Dantec et l’ange exterminateur, première partie
Mise en ligne de La rédaction, le 11 décembre 2018.
par Patrick Dionne
[ EXTRAITS DU NUMÉRO 58/NOVEMBRE 2018-JANVIER 2019]
Levant les yeux, David vit l’ange de Yahvé qui se tenait
entre terre et ciel, l’épée dégainée à la main, tendue vers Jérusalem.
Premier Livre des Chroniques
They’re selling postcards of the hanging
They’re painting the passports brown
The beauty parlor is filled with sailors
The circus is in town
Here comes the blind commissioner
They’ve got him in a trance
One hand is tied to the tight-rope walker
The other is in his pants
And the riot squad they’re restless
They need somewhere to go
As Lady and I look out tonight
From Desolation Row
Bob Dylan
FOUTRIQUET MONTE SUR LE BANC
(…) Un an plus tard, Hubert Artus publiait Maurice G. Dantec, prodiges & outrances aux Éditions Séguier. J’ai rarement vu un livre aussi laid, et il m’en défile des centaines sous les yeux chaque jour. La grisaille de la couverture (une photographie floue de l’écrivain) et le vert «fond de couche» qui baigne la maquette suggèrent une collaboration entre un graphiste astigmate et un imprimeur daltonien. «L’œil n’écoute plus!» rugirait Claudel. En d’autres circonstances, j’aurais trouvé quelque utilité à ce livre, support de fenêtre à guillotine ou écrase-moustique, selon le besoin. Mais par amitié pour Dantec – je prends très au sérieux l’adjuration de Blind Lemon Jefferson: «Lord, it’s one kind favor I’ll ask of you/See that my grave is kept clean» –, j’ouvris cette vilaine copie.
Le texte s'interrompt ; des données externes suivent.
//! Template lookup and rendering.

use anyhow::{Context, Result};
use regex::Regex;
use serde::Serialize;
use std::path::{Path, PathBuf};
use std::sync::OnceLock;
use strsim::levenshtein;
use tera::{Context as TeraContext, Tera};

use super::filters;
use crate::core::FwError;
use crate::manifest::ExtensionDescriptor;
use crate::pins::PinEntry;

/// Header declaring the native libraries (and pins).
pub const NATIVE_LIBRARIES_TEMPLATE: &str = "native_libraries.h";

/// Firmware entry point registering every native library.
pub const MAIN_SOURCE_TEMPLATE: &str = "main.cpp";

/// Makefile placed in the build directory, delegating to the runtime's board port.
pub const MAKEFILE_TEMPLATE: &str = "Makefile";

/// Ignore file keeping non-source build directories out of the native build.
pub const IGNORE_FILE_TEMPLATE: &str = ".mbedignore";

const BUILTIN_TEMPLATES: &[(&str, &str)] = &[
    (NATIVE_LIBRARIES_TEMPLATE, include_str!("builtin/native_libraries.h.tera")),
    (MAIN_SOURCE_TEMPLATE, include_str!("builtin/main.cpp.tera")),
    (MAKEFILE_TEMPLATE, include_str!("builtin/Makefile.tera")),
    (IGNORE_FILE_TEMPLATE, include_str!("builtin/mbedignore.tera")),
];

/// Names the templates can reference, used for "did you mean" hints.
const CONTEXT_FIELDS: &[&str] = &[
    "libraries",
    "pins",
    "lib.name",
    "lib.source_dirs",
    "lib.config",
    "lib.owner",
    "pin.name",
    "pin.value",
    "target",
    "toolchain",
    "runtime_dir",
    "source_dir",
    "js_data_dir",
    "ignored",
];

fn variable_regex() -> &'static Regex {
    static VARIABLE: OnceLock<Regex> = OnceLock::new();
    VARIABLE.get_or_init(|| {
        Regex::new(r"(?:Variable|Field) `([^`]+)` not found")
            .unwrap_or_else(|_| unreachable!("variable regex is valid"))
    })
}

/// Data available to templates.
///
/// `pins` is omitted from the context entirely when absent, so templates test it with
/// `{% if pins is defined %}`.
#[derive(Debug, Clone, Default, Serialize)]
pub struct RenderContext {
    pub libraries: Vec<ExtensionDescriptor>,
    #[serde(skip_serializing_if = "Option::is_none")]
    pub pins: Option<Vec<PinEntry>>,
}

impl RenderContext {
    pub fn new(libraries: Vec<ExtensionDescriptor>, pins: Option<Vec<PinEntry>>) -> Self {
        Self {
            libraries,
            pins,
        }
    }
}

/// Data available to the build directory templates.
#[derive(Debug, Clone, Default, Serialize)]
pub struct BuildFilesContext {
    pub target: String,
    pub toolchain: String,
    pub runtime_dir: String,
    pub source_dir: String,
    pub js_data_dir: String,
    /// Build-relative directories the native build must skip.
    pub ignored: Vec<String>,
}

/// Renders built-in or user-supplied templates with the C filters registered.
///
/// A template found in the override directory takes precedence over the built-in one
/// of the same name.
#[derive(Clone)]
pub struct TemplateRenderer {
    tera: Tera,
    template_dir: Option<PathBuf>,
}

impl TemplateRenderer {
    pub fn new(template_dir: Option<PathBuf>) -> Self {
        let mut tera = Tera::default();
        tera.register_filter("c_ident", filters::c_ident_filter);
        tera.register_filter("c_string", filters::c_string_filter);
        Self {
            tera,
            template_dir,
        }
    }

    /// Returns the source of template `name`.
    pub fn template_source(&self, name: &str) -> Result<String, FwError> {
        if let Some(dir) = &self.template_dir {
            for candidate in [dir.join(name), dir.join(format!("{name}.tera"))] {
                if candidate.is_file() {
                    tracing::debug!(target: "templating", "Using template override {}", candidate.display());
                    return std::fs::read_to_string(&candidate).map_err(|e| {
                        FwError::TemplateSyntaxError {
                            template: name.to_string(),
                            reason: format!("cannot read {}: {e}", candidate.display()),
                        }
                    });
                }
            }
        }

        BUILTIN_TEMPLATES
            .iter()
            .find(|(builtin, _)| *builtin == name)
            .map(|(_, source)| (*source).to_string())
            .ok_or_else(|| FwError::TemplateNotFound {
                name: name.to_string(),
            })
    }

    /// Renders template `name` with `context`.
    pub fn render<C: Serialize>(&self, name: &str, context: &C) -> Result<String, FwError> {
        let source = self.template_source(name)?;

        let mut tera = self.tera.clone();
        tera.add_raw_template(name, &source).map_err(|e| FwError::TemplateSyntaxError {
            template: name.to_string(),
            reason: format_tera_error(&e),
        })?;

        let tera_context =
            TeraContext::from_serialize(context).map_err(|e| FwError::TemplateSyntaxError {
                template: name.to_string(),
                reason: format_tera_error(&e),
            })?;

        tera.render(name, &tera_context).map_err(|e| classify_render_error(name, &e))
    }

    /// Renders template `name` into `dest`, leaving `dest` untouched when the output is
    /// unchanged. Returns whether the file was written.
    pub fn render_to_file<C: Serialize>(&self, name: &str, dest: &Path, context: &C) -> Result<bool> {
        let rendered = self.render(name, context)?;
        let written = crate::utils::write_if_changed(dest, &rendered)
            .with_context(|| format!("Failed to write rendered template to {}", dest.display()))?;
        if written {
            tracing::debug!(target: "templating", "Rendered {} -> {}", name, dest.display());
        }
        Ok(written)
    }
}

fn classify_render_error(template: &str, error: &tera::Error) -> FwError {
    let mut current: Option<&(dyn std::error::Error + 'static)> = Some(error);
    while let Some(err) = current {
        let message = err.to_string();
        if let Some(caps) = variable_regex().captures(&message)
            && let Some(field) = caps.get(1)
        {
            let field = field.as_str().to_string();
            if let Some(similar) = similar_field(&field) {
                tracing::warn!(target: "templating", "Template '{}': did you mean `{}`?", template, similar);
            }
            return FwError::TemplateBindingError {
                template: template.to_string(),
                field,
            };
        }
        current = err.source();
    }

    FwError::TemplateSyntaxError {
        template: template.to_string(),
        reason: format_tera_error(error),
    }
}

fn similar_field(field: &str) -> Option<&'static str> {
    CONTEXT_FIELDS
        .iter()
        .map(|known| (*known, levenshtein(field, known)))
        .filter(|(known, distance)| *distance > 0 && *distance <= known.len() / 3 + 1)
        .min_by_key(|(_, distance)| *distance)
        .map(|(known, _)| known)
}

/// Flattens a tera error chain into one line.
pub fn format_tera_error(error: &tera::Error) -> String {
    use std::error::Error;

    let mut messages = vec![error.to_string()];
    let mut current = error.source();
    while let Some(err) = current {
        messages.push(err.to_string());
        current = err.source();
    }
    messages.retain(|m| !m.trim().is_empty());
    messages.join(": ")
}
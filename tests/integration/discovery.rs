use fwbundle_cli::config::{ConfigOverrides, DiscoveryMode, DiscoverySettings, ProjectConfig};
use fwbundle_cli::discovery;
use fwbundle_cli::test_utils::{FAKE_PACKAGE_MANAGER, ProjectFixture};

fn settings(project: &ProjectFixture, mode: DiscoveryMode) -> DiscoverySettings {
    let file = ProjectConfig::load(project.path()).unwrap();
    let overrides = ConfigOverrides {
        discovery: Some(mode),
        ..ConfigOverrides::default()
    };
    DiscoverySettings::resolve(project.path(), &file, &overrides).unwrap()
}

/// `ble` vendors its own copy of `ble-hci`, which is also a native extension.
fn vendored_project() -> ProjectFixture {
    let project = ProjectFixture::new().unwrap();
    project.add_extension("ble", "ble", &["native"]).unwrap();
    project.add_extension("ble/node_modules/ble-hci", "ble-hci", &["src"]).unwrap();
    project.add_package("left-pad").unwrap();
    project.add_extension("left-pad/node_modules/gpio", "gpio", &["src"]).unwrap();
    project.write_config(FAKE_PACKAGE_MANAGER).unwrap();

    let modules = project.path().join("node_modules");
    let tree = serde_json::json!({
        "name": "app",
        "dependencies": {
            "ble": {
                "path": modules.join("ble"),
                "dependencies": {
                    "ble-hci": { "path": modules.join("ble/node_modules/ble-hci") }
                }
            },
            "left-pad": {
                "path": modules.join("left-pad"),
                "dependencies": {
                    "gpio": { "path": modules.join("left-pad/node_modules/gpio") }
                }
            },
            "optional-thing": { "missing": true }
        }
    });
    project.write_file("tree.json", &tree.to_string()).unwrap();
    project
}

#[cfg(unix)]
#[tokio::test]
async fn test_package_tree_stops_at_first_manifest() {
    let project = vendored_project();

    let extensions = discovery::discover(&settings(&project, DiscoveryMode::PackageTree)).await.unwrap();
    assert_eq!(extensions.names(), vec!["ble", "gpio"]);
}

#[tokio::test]
async fn test_filesystem_scan_reports_nested_manifests() {
    let project = vendored_project();

    let extensions = discovery::discover(&settings(&project, DiscoveryMode::Filesystem)).await.unwrap();
    assert_eq!(extensions.names(), vec!["ble", "ble-hci", "gpio"]);
}

#[cfg(unix)]
#[tokio::test]
async fn test_flat_package_tree_matches_fixture_order() {
    let project = ProjectFixture::new().unwrap();
    project.add_extension("zeta", "zeta", &["native"]).unwrap();
    project.add_extension("alpha", "alpha", &["native"]).unwrap();
    project.write_package_tree(&["zeta", "alpha"]).unwrap();
    project.write_config(FAKE_PACKAGE_MANAGER).unwrap();

    let extensions = discovery::discover(&settings(&project, DiscoveryMode::PackageTree)).await.unwrap();
    assert_eq!(extensions.names(), vec!["zeta", "alpha"]);
}

#[tokio::test]
async fn test_malformed_manifest_stops_discovery() {
    let project = ProjectFixture::new().unwrap();
    project.add_extension("ble", "ble", &["native"]).unwrap();
    project.write_file("node_modules/broken/fwbundle.json", r#"{"name": "broken"}"#).unwrap();

    let err = discovery::discover(&settings(&project, DiscoveryMode::Filesystem)).await.unwrap_err();
    assert!(err.to_string().contains("missing required field \"source\""), "{err}");
}

#[cfg(unix)]
#[tokio::test]
async fn test_missing_package_manager_is_reported() {
    let project = ProjectFixture::new().unwrap();
    project
        .write_config("[tools.package_manager]\nprogram = \"fwbundle-no-such-package-manager\"\n")
        .unwrap();

    let err = discovery::discover(&settings(&project, DiscoveryMode::PackageTree)).await.unwrap_err();
    assert!(format!("{err:#}").contains("fwbundle-no-such-package-manager"), "{err:#}");
}
//! Discovery of native extensions.
//!
//! Discovery runs in three stages:
//!
//! 1. **Locate** manifests with a [`ManifestLocator`]: either by walking the installed
//!    package tree ([`TreeLocator`]) or by scanning a directory ([`ScanLocator`]).
//! 2. **Resolve** each manifest into an [`ExtensionDescriptor`](crate::manifest::ExtensionDescriptor).
//! 3. **Aggregate** the descriptors into an [`ExtensionSet`], rejecting duplicate names.
//!
//! The first malformed manifest aborts discovery; a partial extension list is never
//! handed to code generation.

mod scan;
mod tree;

pub use scan::ScanLocator;
pub use tree::{Dependencies, PackageNode, PackageTree, TreeLocator};

use anyhow::{Context, Result};
use colored::Colorize;
use std::path::PathBuf;

use crate::config::{DiscoveryMode, DiscoverySettings, Placeholders};
use crate::manifest::{ExtensionSet, resolve_manifest};

/// A manifest file and the package directory that owns it.
#[derive(Debug, Clone, PartialEq, Eq)]
pub struct ManifestLocation {
    pub manifest_path: PathBuf,
    pub owner_path: PathBuf,
}

/// Finds manifest files, in a stable order.
pub trait ManifestLocator: Send + Sync {
    fn locate(&self) -> Result<Vec<ManifestLocation>>;
}

/// Locates, resolves and aggregates every extension reachable through `locator`.
pub fn discover_extensions(locator: &dyn ManifestLocator) -> Result<ExtensionSet> {
    let locations = locator.locate()?;

    let mut descriptors = Vec::with_capacity(locations.len());
    for location in &locations {
        descriptors.push(resolve_manifest(location)?);
    }

    let extensions = ExtensionSet::from_descriptors(descriptors)?;
    log_found(&extensions);
    Ok(extensions)
}

/// Builds the locator selected by `settings`.
///
/// Package-tree mode runs the package manager once to obtain the tree.
pub async fn locator_for(settings: &DiscoverySettings) -> Result<Box<dyn ManifestLocator>> {
    match settings.mode {
        DiscoveryMode::PackageTree => {
            let command = settings
                .package_manager
                .command(&Placeholders::new(), "package-tree")
                .context("Invalid package manager command")?;
            let tree = PackageTree::load(&settings.project_dir, command).await?;
            Ok(Box::new(TreeLocator::new(tree, settings.manifest_pattern.clone())))
        }
        DiscoveryMode::Filesystem => {
            Ok(Box::new(ScanLocator::new(&settings.scan_root, &settings.manifest_pattern)?))
        }
    }
}

/// Runs discovery as configured.
pub async fn discover(settings: &DiscoverySettings) -> Result<ExtensionSet> {
    tracing::debug!(target: "discovery", "Discovering extensions ({} mode)", settings.mode);
    let locator = locator_for(settings).await?;
    discover_extensions(locator.as_ref())
}

fn log_found(extensions: &ExtensionSet) {
    if extensions.is_empty() {
        tracing::info!(target: "discovery", "Found no native packages.");
    } else {
        tracing::info!(
            target: "discovery",
            "Found native packages: {}",
            extensions.names().join(", ").cyan()
        );
    }
}
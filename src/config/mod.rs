//! Build configuration.
//!
//! A build is described by an immutable [`BuildConfig`] resolved once, before any work
//! starts, from three layers (highest priority first):
//!
//! 1. Command-line flags ([`ConfigOverrides`])
//! 2. The project file `fwbundle.toml` ([`ProjectConfig`])
//! 3. Defaults, plus `package.json` for the bundle name and default entry script
//!
//! Everything a build step needs, including target, entry script and directories, is
//! carried explicitly by the resolved configuration. Nothing is looked up from ambient
//! global state later.
//!
//! # Discovery
//!
//! Discovery is configured separately ([`DiscoverySettings`]) because `fwbundle list`
//! discovers extensions without needing a target or an entry script.

mod file;
pub mod tools;

pub use file::{PackageMetadata, ProjectConfig};
pub use tools::{Placeholders, ToolOverrides, ToolSpec, ToolsConfig};

use anyhow::Result;
use serde::{Deserialize, Serialize};
use std::path::{Path, PathBuf};

use crate::constants::{
    BUILD_LOG_FILENAME, BUNDLE_SUFFIX, DEFAULT_BUILD_DIR, DEFAULT_TOOLCHAIN, EXTENSIONS_FILENAME,
    JS_DATA_DIR, JS_OUT_DIR, MANIFEST_FILENAME, NATIVE_EXTRAS_DIR, NODE_MODULES_DIR,
    PINS_FILENAME, RUNTIME_DIR, RUNTIME_REVISION, SOURCE_OUT_DIR,
};
use crate::core::FwError;
use crate::utils::normalize_path_for_storage;

/// How native extension manifests are located.
#[derive(
    Debug, Clone, Copy, Default, PartialEq, Eq, Serialize, Deserialize, clap::ValueEnum,
)]
#[serde(rename_all = "kebab-case")]
pub enum DiscoveryMode {
    /// Walk the installed package tree reported by the package manager.
    #[default]
    PackageTree,
    /// Recursively scan a directory for manifest files.
    Filesystem,
}

impl std::fmt::Display for DiscoveryMode {
    fn fmt(&self, f: &mut std::fmt::Formatter<'_>) -> std::fmt::Result {
        match self {
            Self::PackageTree => f.write_str("package-tree"),
            Self::Filesystem => f.write_str("filesystem"),
        }
    }
}

/// Values given on the command line. `None` means "not given".
#[derive(Debug, Clone, Default)]
pub struct ConfigOverrides {
    pub target: Option<String>,
    pub toolchain: Option<String>,
    pub entry: Option<PathBuf>,
    pub build_dir: Option<PathBuf>,
    pub discovery: Option<DiscoveryMode>,
    pub max_parallel: Option<usize>,
    pub template_dir: Option<PathBuf>,
    pub no_pins: bool,
}

/// Where and how to discover extensions.
#[derive(Debug, Clone)]
pub struct DiscoverySettings {
    /// Absolute project directory.
    pub project_dir: PathBuf,
    pub mode: DiscoveryMode,
    /// Root of the filesystem scan.
    pub scan_root: PathBuf,
    /// File name (or glob) identifying a manifest.
    pub manifest_pattern: String,
    /// Prints the installed package tree.
    pub package_manager: ToolSpec,
}

impl DiscoverySettings {
    /// Resolves discovery settings from the project file and command line.
    pub fn resolve(
        project_dir: &Path,
        file: &ProjectConfig,
        overrides: &ConfigOverrides,
    ) -> Result<Self> {
        let project_dir = absolute_project_dir(project_dir)?;
        let scan_root = match &file.scan_root {
            Some(raw) => expand_path(raw, &project_dir)?,
            None => project_dir.join(NODE_MODULES_DIR),
        };
        let tools = ToolsConfig::with_overrides(&file.tools);

        Ok(Self {
            mode: overrides.discovery.or(file.discovery).unwrap_or_default(),
            scan_root,
            manifest_pattern: file
                .manifest_pattern
                .clone()
                .unwrap_or_else(|| MANIFEST_FILENAME.to_string()),
            package_manager: tools.package_manager,
            project_dir,
        })
    }
}

/// Fully resolved, validated configuration of one firmware build.
#[derive(Debug, Clone)]
pub struct BuildConfig {
    /// Absolute project directory.
    pub project_dir: PathBuf,
    /// Absolute build output directory.
    pub build_dir: PathBuf,
    /// Hardware target board.
    pub target: String,
    pub toolchain: String,
    /// Absolute entry script.
    pub entry: PathBuf,
    /// Name used for the bundle file.
    pub package_name: String,
    /// Whether to generate the pin table.
    pub pins: bool,
    pub max_parallel: usize,
    /// Directory with template overrides.
    pub template_dir: Option<PathBuf>,
    /// Installed modules the bundler must not parse. Absent modules are already dropped.
    pub no_parse: Vec<PathBuf>,
    /// Extra native sources compiled with the extensions, when the directory exists.
    pub native_extras: Option<PathBuf>,
    /// Whether to fetch the script runtime and its board libraries before converting.
    pub prepare_runtime: bool,
    /// Script runtime checkout.
    pub runtime_dir: PathBuf,
    pub discovery: DiscoverySettings,
    pub tools: ToolsConfig,
}

impl BuildConfig {
    /// Loads `fwbundle.toml` and `package.json` from `project_dir` and resolves them
    /// with `overrides`.
    pub fn load(project_dir: &Path, overrides: &ConfigOverrides) -> Result<Self> {
        let project_dir = absolute_project_dir(project_dir)?;
        let file = ProjectConfig::load(&project_dir)?;
        let package = PackageMetadata::load(&project_dir)?;
        Self::resolve(&project_dir, &file, &package, overrides)
    }

    /// Merges the configuration layers and validates the result.
    ///
    /// # Errors
    ///
    /// - [`FwError::UsageError`] when no target is configured, or when there is neither
    ///   an entry script nor a `main` in `package.json`
    /// - [`FwError::ConfigError`] when `max_parallel` is zero or a path cannot be expanded
    pub fn resolve(
        project_dir: &Path,
        file: &ProjectConfig,
        package: &PackageMetadata,
        overrides: &ConfigOverrides,
    ) -> Result<Self> {
        let project_dir = absolute_project_dir(project_dir)?;

        let target = overrides
            .target
            .clone()
            .or_else(|| file.target.clone())
            .filter(|t| !t.trim().is_empty())
            .ok_or_else(|| FwError::UsageError {
                message: "no hardware target given".to_string(),
            })?;

        let entry = match (&overrides.entry, &file.entry, &package.main) {
            (Some(entry), _, _) => project_dir.join(entry),
            (None, Some(entry), _) => expand_path(entry, &project_dir)?,
            (None, None, Some(main)) => project_dir.join(main),
            (None, None, None) => {
                return Err(FwError::UsageError {
                    message: "no entry script given and package.json has no \"main\""
                        .to_string(),
                }
                .into());
            }
        };

        let max_parallel = overrides
            .max_parallel
            .or(file.max_parallel)
            .unwrap_or_else(crate::constants::default_max_parallel);
        if max_parallel == 0 {
            return Err(FwError::ConfigError {
                message: "max_parallel must be at least 1".to_string(),
            }
            .into());
        }

        let build_dir = match (&overrides.build_dir, &file.build_dir) {
            (Some(dir), _) => project_dir.join(dir),
            (None, Some(dir)) => expand_path(dir, &project_dir)?,
            (None, None) => project_dir.join(DEFAULT_BUILD_DIR),
        };

        let template_dir = match (&overrides.template_dir, &file.template_dir) {
            (Some(dir), _) => Some(project_dir.join(dir)),
            (None, Some(dir)) => Some(expand_path(dir, &project_dir)?),
            (None, None) => None,
        };

        let no_parse = file
            .no_parse
            .iter()
            .map(|name| project_dir.join(NODE_MODULES_DIR).join(name))
            .filter(|path| {
                let exists = path.exists();
                if !exists {
                    tracing::debug!(target: "config", "Ignoring no_parse module {}: not installed", path.display());
                }
                exists
            })
            .collect();

        let native_extras = match &file.native_extras {
            Some(dir) => expand_path(dir, &project_dir)?,
            None => project_dir.join(NATIVE_EXTRAS_DIR),
        };
        let native_extras = native_extras.is_dir().then_some(native_extras);

        let runtime_dir = match &file.runtime_dir {
            Some(dir) => expand_path(dir, &project_dir)?,
            None => build_dir.join(RUNTIME_DIR),
        };

        let package_name = package
            .name
            .clone()
            .filter(|n| !n.trim().is_empty())
            .or_else(|| project_dir.file_name().map(|n| n.to_string_lossy().into_owned()))
            .unwrap_or_else(|| "firmware".to_string());

        let discovery = DiscoverySettings::resolve(&project_dir, file, overrides)?;

        Ok(Self {
            build_dir,
            target,
            toolchain: overrides
                .toolchain
                .clone()
                .or_else(|| file.toolchain.clone())
                .unwrap_or_else(|| DEFAULT_TOOLCHAIN.to_string()),
            entry,
            package_name,
            pins: !overrides.no_pins && file.pins.unwrap_or(true),
            max_parallel,
            template_dir,
            no_parse,
            native_extras,
            prepare_runtime: file.prepare_runtime.unwrap_or(true),
            runtime_dir,
            discovery,
            tools: ToolsConfig::with_overrides(&file.tools),
            project_dir,
        })
    }

    /// Script-side tool output directory (`<build>/out`).
    pub fn js_dir(&self) -> PathBuf {
        self.build_dir.join(JS_OUT_DIR)
    }

    /// Generated native sources (`<build>/source`).
    pub fn source_dir(&self) -> PathBuf {
        self.build_dir.join(SOURCE_OUT_DIR)
    }

    /// Converter output (`<build>/js`).
    pub fn js_data_dir(&self) -> PathBuf {
        self.build_dir.join(JS_DATA_DIR)
    }

    pub fn bundle_path(&self) -> PathBuf {
        self.build_dir.join(format!("{}{}", self.package_name, BUNDLE_SUFFIX))
    }

    pub fn pins_path(&self) -> PathBuf {
        self.js_dir().join(PINS_FILENAME)
    }

    pub fn extensions_path(&self) -> PathBuf {
        self.build_dir.join(EXTENSIONS_FILENAME)
    }

    pub fn build_log_path(&self) -> PathBuf {
        self.build_dir.join(BUILD_LOG_FILENAME)
    }

    /// Placeholder values for tool argument templates.
    ///
    /// `sources` and `extras` are only known after discovery, so callers add them.
    pub fn placeholders(&self) -> Placeholders {
        Placeholders::new()
            .scalar("project_dir", normalize_path_for_storage(&self.project_dir))
            .scalar("build_dir", normalize_path_for_storage(&self.build_dir))
            .scalar("js_dir", normalize_path_for_storage(self.js_dir()))
            .scalar("js_data_dir", normalize_path_for_storage(self.js_data_dir()))
            .scalar("source_dir", normalize_path_for_storage(self.source_dir()))
            .scalar("entry", normalize_path_for_storage(&self.entry))
            .scalar("output", normalize_path_for_storage(self.bundle_path()))
            .scalar("target", self.target.clone())
            .scalar("toolchain", self.toolchain.clone())
            .scalar("runtime_dir", normalize_path_for_storage(&self.runtime_dir))
            .scalar("runtime_revision", RUNTIME_REVISION)
            .list("no_parse", self.no_parse.iter().map(normalize_path_for_storage).collect())
    }
}

fn absolute_project_dir(project_dir: &Path) -> Result<PathBuf> {
    std::path::absolute(project_dir).map_err(|e| {
        FwError::ConfigError {
            message: format!("invalid project directory {}: {e}", project_dir.display()),
        }
        .into()
    })
}

/// Expands `~` and `$VAR` in a configured path and makes it absolute against `base`.
fn expand_path(raw: &str, base: &Path) -> Result<PathBuf> {
    let expanded = shellexpand::full(raw).map_err(|e| FwError::ConfigError {
        message: format!("cannot expand path '{raw}': {e}"),
    })?;
    Ok(crate::utils::fs::absolutize(base, Path::new(expanded.as_ref())))
}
La réclame promet une «biographie» de Maurice G. Dantec. Au bout de trois pages, il m’apparut clairement que ce n’en était pas une. Je me servis un calvados. Au bout de dix pages, je me suis mis à soupirer. Au bout de douze pages, les râlements ont commencé. Au bout des trois cent trente-six pages de cette pénible farce, j’étais complètement dégoûté (et en déficit d’une bouteille de Boulard X.O.). Évidemment, Séguier, l’«Éditeur de curiosités» (p. 7), ne pouvait écouler sa camelote sous la rubrique «pantalonnade». Sur la suggestion de deux ou trois génies du marketing, le patron Jean Le Gall opta pour «biographie». Merveilleux monde de l’édition! Il reste que ce portrait réglementaire d’une «figure controversée» a été mis en marché pour satisfaire la France des commissaires, des reluqueurs, des semi-lettrés, des immortels anxieux, des pseudo-artistes, des tape-clavier et de ceux qui «rêvent d’avoir été infirmiers psychiatriques dans une institution soviétique de la grande époque», tels que les décrivait l’auteur de Cosmos Incorporated. Le laideron est donc aussi une catin. Si les «curiosités» se monnayent mieux que les vérités, qu’y peut-on?